2年ぶり!甲子園を目指す熱い夏が戻ってきた 札幌工、全国一番星 南北海道から地方大会開幕

[ 2021年6月27日 05:30 ]

第103回全国高校野球選手権南北海道大会札幌地区1回戦   札幌工15―1北広島西 ( 2021年6月26日    札幌円山 )

<札幌工対北広島>5回コールド勝利した札幌工(撮影・高橋 茂夫)
Photo By スポニチ

 熱い夏が2年ぶりに戻ってきた。第103回全国高校野球選手権(8月9日から17日間、甲子園)の出場校を決める地方大会は26日、全国のトップを切って南北海道で開幕。札幌、室蘭地区で5試合が行われた。札幌地区の開幕試合では札幌工が15―1で北広島西を破り、夏の全国一番星。順調に日程を消化すれば、7月18日に沖縄で最初の代表が決まり、8月2日に全代表校が出そろう。

 澄み切った北の大地の空から太陽の光が降り注ぐ。プレーのたびに上がる土煙。大声援の代わりに太鼓とメガホンを叩く音が、札幌円山球場に戻ってきた。全国で真っ先に夏の大会のグラウンドに立った球児たち。札幌工のエース伊藤起壱(きいち=3年)は、とびきりの笑顔だった。

 「いい投球をする度にメガホンの音が聞こえ、気持ち良かった」 コロナ禍で昨年は、センバツに続き夏の甲子園も中止。代替試合などとして開催された夏の試合は、聖地にはつながっていなかった。2年分の思いを胸に伊藤は「今年は甲子園に行く気持ちで投げられた」と投打で躍動。先発して3回を3安打1失点、4回には大会1号となる右越えランニング本塁打を放ち、9安打15得点の快勝を導いた。

 北海道は20日まで緊急事態宣言が出ていた。練習試合は4月中旬以降実施できず。対外試合は5月11日の春季札幌支部予選以来46日ぶりだった。「試合ができる喜びをかみ締めよう」と送り出した佐藤友貴監督(45)は「思い切ってやってくれた」とこの夏、全国で最初に勝利の校歌を響かせたナインを称えた。

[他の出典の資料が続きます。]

//! Target frame selection
//!
//! Picks exactly one frame out of a flattened tree using a tiered strategy:
//!
//! 1. identifiers (`frameNodeId`, then `frameName`), optionally redirected to a
//!    descendant whose URL matches `frameUrl`
//! 2. URL prefix match, optionally indexed by `candidateRelativeOrdinal`
//! 3. global ordinal (`frameIndex`)
//! 4. the first frame
//!
//! Selection is heuristic, so every tier decision is recorded as a
//! [`SelectionEvent`] and logged under the `pinokio_inspector::select` target.
//! Matching under adversarial nesting is best-effort.

use serde::{Deserialize, Deserializer, Serialize};
use serde_json::Value;

use crate::frame::{find_descendant_by_url, FlattenedFrame, FrameArena, NodeIndex};
use crate::frame_url::{normalize, roughly_match};

/// Number of frame names included in the identifier-search diagnostic
const LOGGED_NAMES: usize = 12;

/// Inbound request describing which frame to inspect
#[derive(Debug, Clone, Default, PartialEq, Serialize, Deserialize)]
#[serde(rename_all = "camelCase")]
pub struct SelectionPayload {
    #[serde(default, deserialize_with = "lenient_string")]
    pub frame_url: Option<String>,
    #[serde(default, deserialize_with = "lenient_string")]
    pub frame_name: Option<String>,
    #[serde(default, deserialize_with = "lenient_string")]
    pub frame_node_id: Option<String>,
    #[serde(default, deserialize_with = "lenient_ordinal")]
    pub candidate_relative_ordinal: Option<i64>,
    #[serde(default, deserialize_with = "lenient_ordinal")]
    pub frame_index: Option<i64>,
}

impl SelectionPayload {
    /// Parse a payload from JSON, ignoring fields of the wrong type
    pub fn from_json(value: Value) -> crate::Result<Self> {
        serde_json::from_value(value)
            .map_err(|e| crate::Error::InvalidPayload(e.to_string()))
    }

    /// Target a frame by URL only
    pub fn for_url(url: impl Into<String>) -> Self {
        Self {
            frame_url: Some(url.into()),
            ..Default::default()
        }
    }

    /// Normalized `frameUrl`
    pub fn canonical_url(&self) -> Option<String> {
        normalize(self.frame_url.as_deref())
    }

    /// Trimmed `frameName`, `None` when blank
    pub fn canonical_name(&self) -> Option<&str> {
        trimmed(self.frame_name.as_deref())
    }

    /// Trimmed `frameNodeId`, `None` when blank
    pub fn canonical_node_id(&self) -> Option<&str> {
        trimmed(self.frame_node_id.as_deref())
    }
}

fn trimmed(value: Option<&str>) -> Option<&str> {
    value.map(str::trim).filter(|v| !v.is_empty())
}

fn lenient_string<'de, D>(deserializer: D) -> Result<Option<String>, D::Error>
where
    D: Deserializer<'de>,
{
    let value = Option::<Value>::deserialize(deserializer)?;
    Ok(match value {
        Some(Value::String(s)) => Some(s),
        _ => None,
    })
}

fn lenient_ordinal<'de, D>(deserializer: D) -> Result<Option<i64>, D::Error>
where
    D: Deserializer<'de>,
{
    let value = Option::<Value>::deserialize(deserializer)?;
    Ok(value.and_then(|v| match v {
        Value::Number(n) => n
            .as_i64()
            .or_else(|| n.as_f64().filter(|f| f.fract() == 0.0).map(|f| f as i64)),
        _ => None,
    }))
}

/// Which rule produced the selection
#[derive(Debug, Clone, Copy, PartialEq, Eq, Serialize)]
#[serde(rename_all = "kebab-case")]
pub enum MatchTier {
    IdentifierNode,
    IdentifierNodeDescendant,
    IdentifierName,
    IdentifierNameDescendant,
    RelativeOrdinal,
    UrlFallback,
    GlobalOrdinal,
    Default,
}

/// The chosen frame
#[derive(Debug, Clone, Copy, PartialEq, Eq)]
pub struct Selection {
    pub node: NodeIndex,
    pub tier: MatchTier,
}

/// Frame summary attached to match diagnostics
#[derive(Debug, Clone, PartialEq, Serialize)]
pub struct MatchedFrame {
    pub index: Option<usize>,
    pub name: Option<String>,
    pub url: Option<String>,
}

/// A single selection decision
#[derive(Debug, Clone, PartialEq, Serialize)]
#[serde(tag = "event", rename_all = "kebab-case")]
pub enum SelectionEvent {
    NoFrames,
    #[serde(rename_all = "camelCase")]
    Incoming {
        frame_url: Option<String>,
        frame_name: Option<String>,
        frame_node_id: Option<String>,
        frame_count: usize,
    },
    #[serde(rename_all = "camelCase")]
    IdentifierSearch {
        frame_name: Option<String>,
        frame_node_id: Option<String>,
        names: Vec<Option<String>>,
    },
    #[serde(rename_all = "camelCase")]
    IdentifierMatch {
        tier: MatchTier,
        #[serde(flatten)]
        frame: MatchedFrame,
        descendant_url: Option<String>,
    },
    IdentifierMiss,
    RelativeOrdinalMatch(MatchedFrame),
    FallbackMatch(MatchedFrame),
    GlobalOrdinalMatch(MatchedFrame),
    DefaultMatch(MatchedFrame),
}

impl SelectionEvent {
    /// Short label used as the log message
    pub fn label(&self) -> &'static str {
        match self {
            SelectionEvent::NoFrames => "no-frames",
            SelectionEvent::Incoming { .. } => "incoming",
            SelectionEvent::IdentifierSearch { .. } => "identifier-search",
            SelectionEvent::IdentifierMatch { tier, .. } => match tier {
                MatchTier::IdentifierNode => "identifier-match-node",
                MatchTier::IdentifierNodeDescendant => "identifier-match-node-descendant",
                MatchTier::IdentifierName => "identifier-match-name",
                _ => "identifier-match-name-descendant",
            },
            SelectionEvent::IdentifierMiss => "identifier-miss",
            SelectionEvent::RelativeOrdinalMatch(_) => "relative-ordinal-match",
            SelectionEvent::FallbackMatch(_) => "fallback-match",
            SelectionEvent::GlobalOrdinalMatch(_) => "global-ordinal-match",
            SelectionEvent::DefaultMatch(_) => "default-match",
        }
    }

    fn emit(&self) {
        let details = serde_json::to_string(self).unwrap_or_default();
        tracing::info!(
            target: "pinokio_inspector::select",
            event = self.label(),
            %details,
            "frame selection"
        );
    }
}

/// Runs selection over one flattened snapshot and keeps a trace of decisions
pub struct FrameSelector<'a> {
    arena: &'a FrameArena,
    frames: &'a [FlattenedFrame],
    trace: Vec<SelectionEvent>,
}

impl<'a> FrameSelector<'a> {
    pub fn new(arena: &'a FrameArena, frames: &'a [FlattenedFrame]) -> Self {
        Self {
            arena,
            frames,
            trace: Vec::new(),
        }
    }

    /// Decisions recorded so far
    pub fn trace(&self) -> &[SelectionEvent] {
        &self.trace
    }

    /// Pick a frame. Returns `None` only when the snapshot is empty.
    pub fn select(&mut self, payload: &SelectionPayload) -> Option<Selection> {
        if self.frames.is_empty() {
            self.record(SelectionEvent::NoFrames);
            return None;
        }

        self.record(SelectionEvent::Incoming {
            frame_url: payload.frame_url.clone(),
            frame_name: payload.frame_name.clone(),
            frame_node_id: payload.frame_node_id.clone(),
            frame_count: self.frames.len(),
        });

        let canonical_url = payload.canonical_url();

        if let Some(selection) = self.by_identifier(payload, canonical_url.as_deref()) {
            return Some(selection);
        }
        if let Some(selection) = self.by_url(canonical_url.as_deref(), payload.candidate_relative_ordinal) {
            return Some(selection);
        }
        if let Some(selection) = self.by_global_ordinal(payload.frame_index) {
            return Some(selection);
        }

        let frames = self.frames;
        let first = &frames[0];
        self.record(SelectionEvent::DefaultMatch(MatchedFrame {
            index: None,
            name: first.name.clone(),
            url: first.normalized_url.clone(),
        }));
        Some(Selection {
            node: first.node,
            tier: MatchTier::Default,
        })
    }

    fn by_identifier(
        &mut self,
        payload: &SelectionPayload,
        canonical_url: Option<&str>,
    ) -> Option<Selection> {
        let node_id = payload.canonical_node_id();
        let name = payload.canonical_name();
        if node_id.is_none() && name.is_none() {
            return None;
        }

        self.record(SelectionEvent::IdentifierSearch {
            frame_name: name.map(String::from),
            frame_node_id: node_id.map(String::from),
            names: self
                .frames
                .iter()
                .take(LOGGED_NAMES)
                .map(|f| f.name.clone())
                .collect(),
        });

        let attempts = [
            (node_id, MatchTier::IdentifierNode, MatchTier::IdentifierNodeDescendant),
            (name, MatchTier::IdentifierName, MatchTier::IdentifierNameDescendant),
        ];
        for (identifier, direct, descendant) in attempts {
            let Some(identifier) = identifier else {
                continue;
            };
            let Some(index) = self
                .frames
                .iter()
                .position(|f| f.name.as_deref() == Some(identifier))
            else {
                continue;
            };
            return Some(self.resolve_identifier_match(index, canonical_url, direct, descendant));
        }

        self.record(SelectionEvent::IdentifierMiss);
        None
    }

    /// A named frame may have navigated to an inner document; prefer the
    /// descendant that carries the requested URL.
    fn resolve_identifier_match(
        &mut self,
        index: usize,
        canonical_url: Option<&str>,
        direct: MatchTier,
        descendant: MatchTier,
    ) -> Selection {
        let frames = self.frames;
        let entry = &frames[index];
        let frame = MatchedFrame {
            index: Some(index),
            name: entry.name.clone(),
            url: entry.normalized_url.clone(),
        };

        if let Some(expected) = canonical_url {
            let own_matches = entry
                .normalized_url
                .as_deref()
                .is_some_and(|url| roughly_match(Some(expected), Some(url)));
            if !own_matches {
                if let Some(found) = find_descendant_by_url(self.arena, entry.node, expected) {
                    let descendant_url = self
                        .arena
                        .get(found)
                        .and_then(|n| normalize(n.url.as_deref()));
                    self.record(SelectionEvent::IdentifierMatch {
                        tier: descendant,
                        frame,
                        descendant_url,
                    });
                    return Selection {
                        node: found,
                        tier: descendant,
                    };
                }
            }
        }

        let node = entry.node;
        self.record(SelectionEvent::IdentifierMatch {
            tier: direct,
            frame,
            descendant_url: None,
        });
        Selection { node, tier: direct }
    }

    fn by_url(&mut self, canonical_url: Option<&str>, relative_ordinal: Option<i64>) -> Option<Selection> {
        let mut matches: Vec<usize> = self
            .frames
            .iter()
            .enumerate()
            .filter(|(_, f)| roughly_match(canonical_url, f.normalized_url.as_deref()))
            .map(|(i, _)| i)
            .collect();
        if matches.is_empty() {
            return None;
        }

        if let Some(ordinal) = relative_ordinal {
            matches.sort_by_key(|&i| (self.frames[i].depth, i));
            let clamped = ordinal.clamp(0, matches.len() as i64 - 1) as usize;
            let index = matches[clamped];
            self.record(SelectionEvent::RelativeOrdinalMatch(self.describe(index)));
            return Some(Selection {
                node: self.frames[index].node,
                tier: MatchTier::RelativeOrdinal,
            });
        }

        let index = matches[0];
        self.record(SelectionEvent::FallbackMatch(self.describe(index)));
        Some(Selection {
            node: self.frames[index].node,
            tier: MatchTier::UrlFallback,
        })
    }

    fn by_global_ordinal(&mut self, frame_index: Option<i64>) -> Option<Selection> {
        let index = usize::try_from(frame_index?).ok()?;
        let entry = self.frames.get(index)?;
        let node = entry.node;
        self.record(SelectionEvent::GlobalOrdinalMatch(self.describe(index)));
        Some(Selection {
            node,
            tier: MatchTier::GlobalOrdinal,
        })
    }

    fn describe(&self, index: usize) -> MatchedFrame {
        let entry = &self.frames[index];
        MatchedFrame {
            index: Some(index),
            name: entry.name.clone(),
            url: entry.normalized_url.clone(),
        }
    }

    fn record(&mut self, event: SelectionEvent) {
        event.emit();
        self.trace.push(event);
    }
}

/// One-shot selection over a flattened snapshot
pub fn select(
    arena: &FrameArena,
    frames: &[FlattenedFrame],
    payload: &SelectionPayload,
) -> Option<Selection> {
    FrameSelector::new(arena, frames).select(payload)
}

 室蘭地区も含めて有観客で開幕。一般客の入場は19年秋以来だったが、まだ通常の夏の光景には至らない。入場者には、住所氏名などを記入した「入場カード」提出や、チケット半券に座席番号を記入し2週間保管するルールが定められた。検温や一席おきの座席など、感染防止対策も徹底。それでも、午前4時に一番乗りで札幌円山の入場の列に並んだ川崎政男さん(80)は「去年は具合が悪くなるくらい寂しかった」と久々の高校野球観戦に声を弾ませた。

 球児のみならず、ファンも待ち望んだ夏の開幕。伊藤の「久しぶりの試合で緊張したが、凄く気持ちがよかった」という言葉が全てを物語っていた。(石川 加奈子)

 ▼札幌工・今川騎(ないと=3年。兄の日本ハム・優馬から「最後まで全力で楽しんでやれ!」と激励を受け1安打)あと2つ勝って札工の歴史を変えたい。

 【今大会主な開催方法】
 ☆無観客開催 全国で唯一、緊急事態宣言が出されている沖縄では、7月3日の開幕日から完全無観客で開催。宣言解除後の対応は、感染状況を見て判断される。埼玉大会では3回戦以降が有観客開催となり、チケットは前売り販売。

 ☆会場変更 東京五輪が開催される首都圏では、決勝の会場が変更となる。例年、神宮球場を使用していた東西東京大会は、8月2日に東京ドームで初開催。神奈川大会は横浜スタジアムではなく、サーティーフォー保土ケ谷球場で行われる。

 ☆シード制導入 7月16日に開幕する大阪大会では初めてシード制を導入。これまでは全国49大会で唯一、公平性を保つために導入していなかったが、実力差が顕著なケースの選手の危険防止などのために取り入れた。今春の府大会で16強入りしたチームが獲得し、2回戦から登場。